I've added in slopegraph, a Title and Description, and renamed the package

I've also updated the package so we now should have them all up to wandlplot (the most recent one in the file on my branch).

The new documentation is available here

@lilyclements that's great. Many thanks. This is a great new addition to R-Instat.

@rachelkg this is the version to link to.

lilyclements commented 2 weeks ago

@rdstern I started having a go at the databook. I've done about half of the functions - which is approximately 130!

Here is the manual for it so far

rdstern commented 2 weeks ago

@lilyclements that's great. You say 130 functions. Is that in total, or the half so far???

lilyclements commented 2 weeks ago

@rdstern approx 130 is the number so far! A lot aren’t used in dialogs but are more internal usage. But this is definitely more than I expected!

rdstern commented 2 weeks ago

@lilyclements I saw quite a number of functions in the Extras that looked as though they were for internal use. I often also see that aspect mentioned in R reference guides. Is that done automatically, or could it be something you could ask to be noted? It should be quite easy to note that some functions are called by others, while some tend to do the calling instead?

lilyclements commented 2 weeks ago

@rdstern yes I see your point. I’m pretty certain that can be done very straightforwardly. Do you know which functions are used only internally?

Perhaps I’ll list them all on a spreadsheet and you can give an “x” to the ones which you want to see the help files for? (Or however you’d like to do it). I know you asked for “graph_one_variable” the other day so perhaps you could give an indicator when you find one you do want to include in the help document?

There’s other ways I can sort this out too if that isn’t a good use of your time!

rdstern commented 2 weeks ago

@lilyclements no I want them all, internal or not! I was just hoping chatGPT could detect that feature and include a sentence in the description!

lilyclements commented 2 weeks ago

@rdstern I can try - I guess it's not clear which are called in other dialogs.
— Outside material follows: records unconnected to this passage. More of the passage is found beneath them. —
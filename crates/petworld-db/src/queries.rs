//! Common query patterns for the database.

use crate::error::{Error, Result};
use crate::models::*;
use crate::store::DbStore;
use petworld_core::{Pet, Stage};

impl DbStore {
    /// Get all pets of a specific owner.
    pub fn pets_by_owner(&self, owner: &str) -> Result<Vec<Pet>> {
        let r = self.db.r_transaction()?;
        let scan = r.scan().secondary::<StoredPet>(StoredPetKey::owner)?;
        let iter = scan.start_with(owner)?;
        let pets: std::result::Result<Vec<StoredPet>, _> = iter.collect();
        let pets = pets.map_err(|e| Error::Database(e.to_string()))?;
        // The scan matches by prefix
        pets.into_iter()
            .filter(|p| p.owner == owner)
            .map(|p| p.to_pet())
            .collect()
    }

    /// Count pets of a specific owner.
    pub fn count_pets_by_owner(&self, owner: &str) -> Result<usize> {
        Ok(self.pets_by_owner(owner)?.len())
    }

    /// Get all dead pets.
    pub fn dead_pets(&self) -> Result<Vec<Pet>> {
        self.all_stored()?
            .into_iter()
            .filter(|p| !p.alive)
            .map(|p| p.to_pet())
            .collect()
    }

    /// Get all pets at a stage.
    pub fn pets_at_stage(&self, stage: Stage) -> Result<Vec<Pet>> {
        self.all_stored()?
            .into_iter()
            .filter(|p| p.stage == stage.rank())
            .map(|p| p.to_pet())
            .collect()
    }
}
//! Identity types for pets and their owners

use serde::{Deserialize, Serialize};
use std::fmt;

/// Unique identifier for a pet
#[derive(Debug, Clone, Copy, PartialEq, Eq, PartialOrd, Ord, Hash, Serialize, Deserialize)]
pub struct PetId(pub u64);

impl PetId {
    /// Create a new pet ID
    pub fn new(id: u64) -> Self {
        Self(id)
    }

    /// Get the raw ID value
    pub fn raw(&self) -> u64 {
        self.0
    }
}

impl fmt::Display for PetId {
    fn fmt(&self, f: &mut fmt::Formatter<'_>) -> fmt::Result {
        write!(f, "pet:{}", self.0)
    }
}

/// Opaque reference to the account that owns a pet
///
/// The core never interprets the contents; it only compares owners for equality.
#[derive(Debug, Clone, PartialEq, Eq, Hash, Serialize, Deserialize)]
#[serde(transparent)]
pub struct OwnerId(pub String);

impl OwnerId {
    /// Create a new owner ID
    pub fn new(id: impl Into<String>) -> Self {
        Self(id.into())
    }

    /// Get the ID as a string slice
    pub fn as_str(&self) -> &str {
        &self.0
    }
}

impl fmt::Display for OwnerId {
    fn fmt(&self, f: &mut fmt::Formatter<'_>) -> fmt::Result {
        write!(f, "{}", self.0)
    }
}

impl From<&str> for OwnerId {
    fn from(s: &str) -> Self {
        Self::new(s)
    }
}

impl From<String> for OwnerId {
    fn from(s: String) -> Self {
        Self(s)
    }
}
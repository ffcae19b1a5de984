//! Petworld Config - RON content loader
//!
//! Loads lifecycle content from RON files:
//! - Lifecycle rules (decay intervals, action deltas, evolution thresholds)
//! - The achievement catalog (names, descriptions, rarity, icons)

mod error;
mod loader;
pub mod schema;

pub use error::{Error, Result};
pub use loader::{load_content, Content, Loader};
pub use schema::{AchievementDef, AchievementDefs, RulesFile};
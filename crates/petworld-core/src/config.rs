//! Lifecycle tunables
//!
//! Every constant the state machine uses lives here so it can be loaded from
//! content files. `Default` reproduces the reference rules. Any interval set to
//! 0 disables the rule it drives.

use serde::{Deserialize, Serialize};

/// All lifecycle rules
#[derive(Debug, Clone, PartialEq, Eq, Serialize, Deserialize, Default)]
#[serde(default)]
pub struct LifecycleConfig {
    pub decay: DecayConfig,
    pub actions: ActionConfig,
    pub evolution: EvolutionConfig,
    pub revival: RevivalConfig,
    pub achievements: AchievementConfig,
    pub mint: MintConfig,
}

/// Time-driven stat changes
#[derive(Debug, Clone, PartialEq, Eq, Serialize, Deserialize)]
#[serde(default)]
pub struct DecayConfig {
    /// Sequence units per +1 hunger
    pub hunger_interval: u64,
    /// Sequence units per -1 happiness
    pub happiness_interval: u64,
    /// Sequence units of starvation per -1 health
    pub health_interval: u64,
    /// Hunger level at which the pet starts losing health
    pub starvation_threshold: u32,
}

impl Default for DecayConfig {
    fn default() -> Self {
        Self {
            hunger_interval: 30,
            happiness_interval: 60,
            health_interval: 30,
            starvation_threshold: 100,
        }
    }
}

/// How a chat interaction affects the decay clock
#[derive(Debug, Clone, Copy, PartialEq, Eq, Serialize, Deserialize, Default)]
pub enum ChatTouchPolicy {
    /// No stat effect and no clock reset
    #[default]
    Informational,
    /// Apply pending decay, which moves the clock to now
    RefreshClock,
}

/// Player action deltas
#[derive(Debug, Clone, PartialEq, Eq, Serialize, Deserialize)]
#[serde(default)]
pub struct ActionConfig {
    pub feed_hunger_relief: u32,
    pub feed_happiness: u32,
    pub play_happiness: u32,
    pub chat_touch: ChatTouchPolicy,
}

impl Default for ActionConfig {
    fn default() -> Self {
        Self {
            feed_hunger_relief: 40,
            feed_happiness: 15,
            play_happiness: 25,
            chat_touch: ChatTouchPolicy::Informational,
        }
    }
}

/// Stage promotion thresholds (ages are measured from birth)
#[derive(Debug, Clone, PartialEq, Eq, Serialize, Deserialize)]
#[serde(default)]
pub struct EvolutionConfig {
    pub baby_age: u64,
    pub teen_age: u64,
    pub adult_age: u64,
    /// Minimum happiness for Baby→Teen and Teen→Adult
    pub happiness_threshold: u32,
    /// Minimum health for Teen→Adult
    pub adult_health_threshold: u32,
}

impl Default for EvolutionConfig {
    fn default() -> Self {
        Self {
            baby_age: 36,
            teen_age: 84,
            adult_age: 144,
            happiness_threshold: 60,
            adult_health_threshold: 80,
        }
    }
}

/// Stats a pet comes back with
#[derive(Debug, Clone, PartialEq, Eq, Serialize, Deserialize)]
#[serde(default)]
pub struct RevivalConfig {
    pub health: u32,
    pub happiness: u32,
    pub hunger: u32,
}

impl Default for RevivalConfig {
    fn default() -> Self {
        Self {
            health: 50,
            happiness: 30,
            hunger: 50,
        }
    }
}

/// Counter thresholds for streak achievements
#[derive(Debug, Clone, PartialEq, Eq, Serialize, Deserialize)]
#[serde(default)]
pub struct AchievementConfig {
    pub feeding_streak: u64,
    pub active_player: u64,
}

impl Default for AchievementConfig {
    fn default() -> Self {
        Self {
            feeding_streak: 10,
            active_player: 10,
        }
    }
}

/// Mint validation
#[derive(Debug, Clone, PartialEq, Eq, Serialize, Deserialize)]
#[serde(default)]
pub struct MintConfig {
    pub max_name_len: usize,
}

impl Default for MintConfig {
    fn default() -> Self {
        Self { max_name_len: 20 }
    }
}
They might be called both here and in other dialogs (I'm not sure, perhaps the keys related ones, for example?)

lilyclements commented 2 weeks ago

@rdstern I have updated the manual to include a further set of functions. There is just shy of 200 now!

We've also got two other functions added too which aren't part of the data_sheet set, but called in the data sheet.

I need to add in those from the data_book next!

rdstern commented 2 weeks ago

And I'm pretty excited by the latest addition to the data sheet functions, by @N-thony so we have scalars as metadata as well as filters and selects. With the ndata book, I guess we'll approach 400!